THE PROBLEM: For the word "InvalidReference", count the lines below that contain it. Give the number alone.

[Stored data]
# # #
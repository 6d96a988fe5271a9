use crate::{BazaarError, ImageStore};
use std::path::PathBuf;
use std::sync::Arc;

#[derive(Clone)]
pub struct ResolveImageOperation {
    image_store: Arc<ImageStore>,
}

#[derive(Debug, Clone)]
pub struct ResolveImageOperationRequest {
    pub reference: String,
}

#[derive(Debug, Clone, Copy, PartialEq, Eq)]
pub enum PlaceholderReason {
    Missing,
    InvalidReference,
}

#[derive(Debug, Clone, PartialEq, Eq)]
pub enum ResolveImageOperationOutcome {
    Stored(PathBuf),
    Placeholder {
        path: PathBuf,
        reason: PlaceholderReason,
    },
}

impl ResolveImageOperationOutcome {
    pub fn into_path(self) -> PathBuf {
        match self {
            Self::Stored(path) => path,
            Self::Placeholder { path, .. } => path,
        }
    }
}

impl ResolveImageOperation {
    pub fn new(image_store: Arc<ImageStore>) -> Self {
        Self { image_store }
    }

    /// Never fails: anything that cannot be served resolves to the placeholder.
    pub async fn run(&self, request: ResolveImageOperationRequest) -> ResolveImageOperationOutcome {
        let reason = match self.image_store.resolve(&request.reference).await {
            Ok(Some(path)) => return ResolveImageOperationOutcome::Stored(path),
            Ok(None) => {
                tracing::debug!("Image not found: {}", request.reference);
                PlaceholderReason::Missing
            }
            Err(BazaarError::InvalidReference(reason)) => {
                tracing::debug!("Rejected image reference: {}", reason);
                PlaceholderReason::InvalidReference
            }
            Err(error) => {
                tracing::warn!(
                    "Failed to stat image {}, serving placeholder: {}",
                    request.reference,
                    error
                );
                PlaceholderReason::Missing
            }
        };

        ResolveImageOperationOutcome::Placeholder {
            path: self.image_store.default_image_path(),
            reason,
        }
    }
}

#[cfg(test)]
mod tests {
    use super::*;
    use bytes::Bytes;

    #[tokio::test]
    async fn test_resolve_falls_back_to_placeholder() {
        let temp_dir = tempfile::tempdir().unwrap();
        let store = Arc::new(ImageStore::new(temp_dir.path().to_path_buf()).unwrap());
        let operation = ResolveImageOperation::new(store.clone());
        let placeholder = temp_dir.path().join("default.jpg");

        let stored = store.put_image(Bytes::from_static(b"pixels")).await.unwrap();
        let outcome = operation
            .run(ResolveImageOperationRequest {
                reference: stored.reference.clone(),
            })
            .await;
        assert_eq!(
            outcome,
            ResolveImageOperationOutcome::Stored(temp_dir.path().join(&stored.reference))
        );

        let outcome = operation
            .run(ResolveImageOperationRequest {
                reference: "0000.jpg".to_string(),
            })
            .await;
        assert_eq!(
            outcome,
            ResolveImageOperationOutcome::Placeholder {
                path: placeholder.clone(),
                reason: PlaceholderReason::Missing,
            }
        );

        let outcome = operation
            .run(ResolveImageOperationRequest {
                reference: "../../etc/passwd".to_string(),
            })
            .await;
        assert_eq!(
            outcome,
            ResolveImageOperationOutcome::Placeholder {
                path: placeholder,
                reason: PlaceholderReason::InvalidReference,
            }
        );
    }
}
# # #
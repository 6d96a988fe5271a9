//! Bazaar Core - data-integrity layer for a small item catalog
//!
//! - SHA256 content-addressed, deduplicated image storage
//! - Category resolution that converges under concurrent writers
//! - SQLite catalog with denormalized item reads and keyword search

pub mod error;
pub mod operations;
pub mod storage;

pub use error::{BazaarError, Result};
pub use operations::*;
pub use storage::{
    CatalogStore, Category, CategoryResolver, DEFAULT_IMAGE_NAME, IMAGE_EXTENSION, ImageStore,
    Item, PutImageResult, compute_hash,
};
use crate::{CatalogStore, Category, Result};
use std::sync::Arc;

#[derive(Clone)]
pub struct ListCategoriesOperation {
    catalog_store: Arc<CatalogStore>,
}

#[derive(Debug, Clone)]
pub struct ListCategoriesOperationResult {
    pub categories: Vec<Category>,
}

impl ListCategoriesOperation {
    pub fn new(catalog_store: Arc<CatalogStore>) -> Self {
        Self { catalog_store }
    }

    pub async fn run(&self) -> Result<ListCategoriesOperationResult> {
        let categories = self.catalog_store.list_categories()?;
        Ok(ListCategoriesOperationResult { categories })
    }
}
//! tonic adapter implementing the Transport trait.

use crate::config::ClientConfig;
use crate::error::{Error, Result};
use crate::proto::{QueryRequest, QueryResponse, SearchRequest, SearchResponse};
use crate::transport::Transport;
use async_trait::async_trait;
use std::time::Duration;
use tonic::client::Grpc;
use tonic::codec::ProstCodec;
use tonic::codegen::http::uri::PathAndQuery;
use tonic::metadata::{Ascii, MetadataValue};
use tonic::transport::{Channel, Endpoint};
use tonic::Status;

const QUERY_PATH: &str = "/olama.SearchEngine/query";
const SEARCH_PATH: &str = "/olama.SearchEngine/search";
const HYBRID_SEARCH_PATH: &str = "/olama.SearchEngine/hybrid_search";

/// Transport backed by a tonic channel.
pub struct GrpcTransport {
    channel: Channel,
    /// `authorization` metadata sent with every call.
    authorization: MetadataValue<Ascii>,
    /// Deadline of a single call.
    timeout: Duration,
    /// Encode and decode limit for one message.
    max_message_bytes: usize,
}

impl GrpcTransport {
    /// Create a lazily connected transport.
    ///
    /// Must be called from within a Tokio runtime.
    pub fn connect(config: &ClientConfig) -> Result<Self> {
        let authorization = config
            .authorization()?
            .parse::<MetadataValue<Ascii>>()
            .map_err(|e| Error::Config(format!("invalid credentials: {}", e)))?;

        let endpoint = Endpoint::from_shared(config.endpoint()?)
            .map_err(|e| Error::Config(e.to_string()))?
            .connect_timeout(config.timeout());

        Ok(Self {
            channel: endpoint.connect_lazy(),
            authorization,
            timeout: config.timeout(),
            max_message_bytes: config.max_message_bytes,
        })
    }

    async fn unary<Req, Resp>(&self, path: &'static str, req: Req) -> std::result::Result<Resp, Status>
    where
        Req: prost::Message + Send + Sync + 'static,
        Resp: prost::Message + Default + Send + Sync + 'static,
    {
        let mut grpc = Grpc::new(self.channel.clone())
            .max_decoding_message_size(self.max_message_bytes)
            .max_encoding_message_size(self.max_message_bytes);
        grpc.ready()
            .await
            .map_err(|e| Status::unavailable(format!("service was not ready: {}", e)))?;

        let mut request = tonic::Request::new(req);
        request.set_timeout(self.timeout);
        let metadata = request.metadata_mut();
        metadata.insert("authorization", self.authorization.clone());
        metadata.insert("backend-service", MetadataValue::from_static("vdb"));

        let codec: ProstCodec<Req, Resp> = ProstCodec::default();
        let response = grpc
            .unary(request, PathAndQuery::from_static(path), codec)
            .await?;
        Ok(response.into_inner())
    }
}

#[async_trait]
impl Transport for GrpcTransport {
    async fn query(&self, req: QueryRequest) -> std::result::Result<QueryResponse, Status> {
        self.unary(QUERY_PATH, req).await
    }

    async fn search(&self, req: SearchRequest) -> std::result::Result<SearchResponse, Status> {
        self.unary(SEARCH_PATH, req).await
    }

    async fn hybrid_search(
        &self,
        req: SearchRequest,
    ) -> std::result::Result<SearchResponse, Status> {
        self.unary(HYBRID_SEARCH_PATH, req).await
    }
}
# # #
EXERCISE RESULT: 4